(Saved entries)
^^^^
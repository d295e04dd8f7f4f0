// Rust guideline compliant 2026-10-19

//! Unit tests for the card store.
//!
//! These tests cover insertion, uniqueness rejection, removal, the
//! hardest-card query and statistics reset.

use flashcards_core::{Card, CardStore, Dialogue, Error, Hardest, Removal, ScriptedPrompter, Transcript};

/// Helper to build a store from (term, definition, errors) triples.
fn store_with(cards: &[(&str, &str, u32)]) -> CardStore {
    let mut store = CardStore::new();
    for (term, definition, errors) in cards {
        store
            .insert(Card::with_errors(*term, *definition, *errors))
            .expect("Failed to insert card");
    }
    store
}

#[test]
fn test_insert_preserves_order_and_counts() {
    let store = store_with(&[("cat", "gato", 0), ("dog", "perro", 2), ("owl", "buho", 1)]);

    let cards = store.cards();
    assert_eq!(cards.len(), 3);
    assert_eq!(cards[0], Card::new("cat", "gato"));
    assert_eq!(cards[1], Card::with_errors("dog", "perro", 2));
    assert_eq!(cards[2], Card::with_errors("owl", "buho", 1));
}

#[test]
fn test_duplicate_term_rejected_without_change() {
    let mut store = store_with(&[("cat", "gato", 3)]);

    let err = store.insert(Card::new("cat", "chat")).unwrap_err();
    assert!(matches!(err, Error::DuplicateTerm(ref term) if term == "cat"));
    assert_eq!(store.get("cat"), Some(Card::with_errors("cat", "gato", 3)));
    assert_eq!(store.len(), 1);
}

#[test]
fn test_duplicate_definition_rejected() {
    let mut store = store_with(&[("cat", "gato", 0)]);

    let err = store.insert(Card::new("kitty", "gato")).unwrap_err();
    assert!(matches!(err, Error::DuplicateDefinition(ref def) if def == "gato"));
    assert!(err.is_duplicate());
    assert!(!store.check_term("kitty"));
}

#[test]
fn test_check_term_and_definition() {
    let store = store_with(&[("cat", "gato", 0)]);

    assert!(store.check_term("cat"));
    assert!(!store.check_term("gato"));
    assert!(store.check_definition("gato"));
    assert!(!store.check_definition("cat"));
}

#[test]
fn test_remove_present_term() {
    let mut store = store_with(&[("cat", "gato", 4), ("dog", "perro", 0)]);

    let removal = store.remove("cat");
    assert_eq!(removal, Removal::Removed(Card::with_errors("cat", "gato", 4)));
    assert!(store.get("cat").is_none());
    assert!(!store.check_definition("gato"));
    assert_eq!(store.cards(), vec![Card::new("dog", "perro")]);
}

#[test]
fn test_remove_absent_term() {
    let mut store = store_with(&[("cat", "gato", 0)]);

    let removal = store.remove("owl");
    assert_eq!(removal, Removal::NotFound("owl".to_string()));
    assert_eq!(store.cards(), vec![Card::new("cat", "gato")]);
}

#[test]
fn test_remove_then_readd_goes_to_end() {
    let mut store = store_with(&[("cat", "gato", 0), ("dog", "perro", 0)]);
    store.remove("cat");
    store.insert(Card::new("cat", "gato")).expect("re-add");

    let terms: Vec<String> = store.cards().into_iter().map(|c| c.term).collect();
    assert_eq!(terms, vec!["dog", "cat"]);
}

#[test]
fn test_reverse_map_inverts_cards() {
    let store = store_with(&[("cat", "gato", 0), ("dog", "perro", 0)]);

    let reverse = store.reverse_map();
    assert_eq!(reverse.len(), 2);
    assert_eq!(reverse.get("gato").map(String::as_str), Some("cat"));
    assert_eq!(reverse.get("perro").map(String::as_str), Some("dog"));
}

#[test]
fn test_hardest_empty_store() {
    assert_eq!(CardStore::new().hardest(), Hardest::NoErrors);
}

#[test]
fn test_hardest_all_zero() {
    let store = store_with(&[("cat", "gato", 0), ("dog", "perro", 0)]);
    assert_eq!(store.hardest(), Hardest::NoErrors);
}

#[test]
fn test_hardest_single_maximum() {
    let store = store_with(&[("cat", "gato", 1), ("dog", "perro", 5), ("owl", "buho", 2)]);
    assert_eq!(
        store.hardest(),
        Hardest::Single {
            term: "dog".to_string(),
            errors: 5
        }
    );
}

#[test]
fn test_hardest_tie_lists_all_terms() {
    let store = store_with(&[("cat", "gato", 3), ("dog", "perro", 1), ("owl", "buho", 3)]);
    assert_eq!(
        store.hardest(),
        Hardest::Tied(vec!["cat".to_string(), "owl".to_string()])
    );
}

#[test]
fn test_reset_stats_clears_counts_only() {
    let mut store = store_with(&[("cat", "gato", 3), ("dog", "perro", 1)]);

    assert_eq!(store.reset_stats(), 2);
    assert_eq!(
        store.cards(),
        vec![Card::new("cat", "gato"), Card::new("dog", "perro")]
    );

    assert_eq!(store.reset_stats(), 2);
    assert_eq!(store.hardest(), Hardest::NoErrors);
}

#[test]
fn test_add_cards_asks_for_count() {
    let mut store = CardStore::new();
    let mut prompter = ScriptedPrompter::new(["2", "cat", "gato", "dog", "perro"]);
    let mut transcript = Transcript::new();
    let mut dialogue = Dialogue::new(&mut prompter, &mut transcript);

    let added = store.add_cards(None, &mut dialogue).expect("add");

    assert_eq!(added.len(), 2);
    assert_eq!(
        store.cards(),
        vec![Card::new("cat", "gato"), Card::new("dog", "perro")]
    );
    assert_eq!(
        prompter.prompts(),
        &[
            "Input the number of cards:",
            "The term for card #1:",
            "The definition for card #1:",
            "The term for card #2:",
            "The definition for card #2:",
        ]
    );
    assert_eq!(
        prompter.notices(),
        &[
            "The pair (\"cat\":\"gato\") has been added.",
            "The pair (\"dog\":\"perro\") has been added.",
        ]
    );
}

#[test]
fn test_add_cards_reasks_duplicates() {
    let mut store = store_with(&[("cat", "gato", 0)]);
    let mut prompter = ScriptedPrompter::new(["cat", "dog", "gato", "perro"]);
    let mut transcript = Transcript::new();
    let mut dialogue = Dialogue::new(&mut prompter, &mut transcript);

    store.add_cards(Some(1), &mut dialogue).expect("add");

    assert_eq!(store.get("dog"), Some(Card::new("dog", "perro")));
    assert_eq!(
        prompter.prompts(),
        &[
            "The term for card #1:",
            "The term \"cat\" already exists. Try again:",
            "The definition for card #1:",
            "The definition \"gato\" already exists. Try again:",
        ]
    );
    assert_eq!(
        transcript.lines(),
        &[
            "The term for card #1:",
            "> cat",
            "The term \"cat\" already exists. Try again:",
            "> dog",
            "The definition for card #1:",
            "> gato",
            "The definition \"gato\" already exists. Try again:",
            "> perro",
            "The pair (\"dog\":\"perro\") has been added.",
        ]
    );
}

#[test]
fn test_add_cards_invalid_count() {
    let mut store = CardStore::new();
    let mut prompter = ScriptedPrompter::new(["two"]);
    let mut transcript = Transcript::new();
    let mut dialogue = Dialogue::new(&mut prompter, &mut transcript);

    let err = store.add_cards(None, &mut dialogue).unwrap_err();
    assert!(matches!(err, Error::InvalidNumber(_)));
    assert!(store.is_empty());
}

#[test]
fn test_add_card_keeps_supplied_error_count() {
    let mut store = CardStore::new();
    let mut prompter = ScriptedPrompter::default();
    let mut transcript = Transcript::new();
    let mut dialogue = Dialogue::new(&mut prompter, &mut transcript);

    let card = store
        .add_card(Card::with_errors("cat", "gato", 7), &mut dialogue)
        .expect("add");

    assert_eq!(card.errors, 7);
    assert_eq!(store.get("cat").map(|c| c.errors), Some(7));
}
^^^^
If a line in the entries contains "matches", copy it.

    assert!(matches!(err, Error::DuplicateTerm(ref term) if term == "cat"));
    assert!(matches!(err, Error::DuplicateDefinition(ref def) if def == "gato"));
    assert!(matches!(err, Error::InvalidNumber(_)));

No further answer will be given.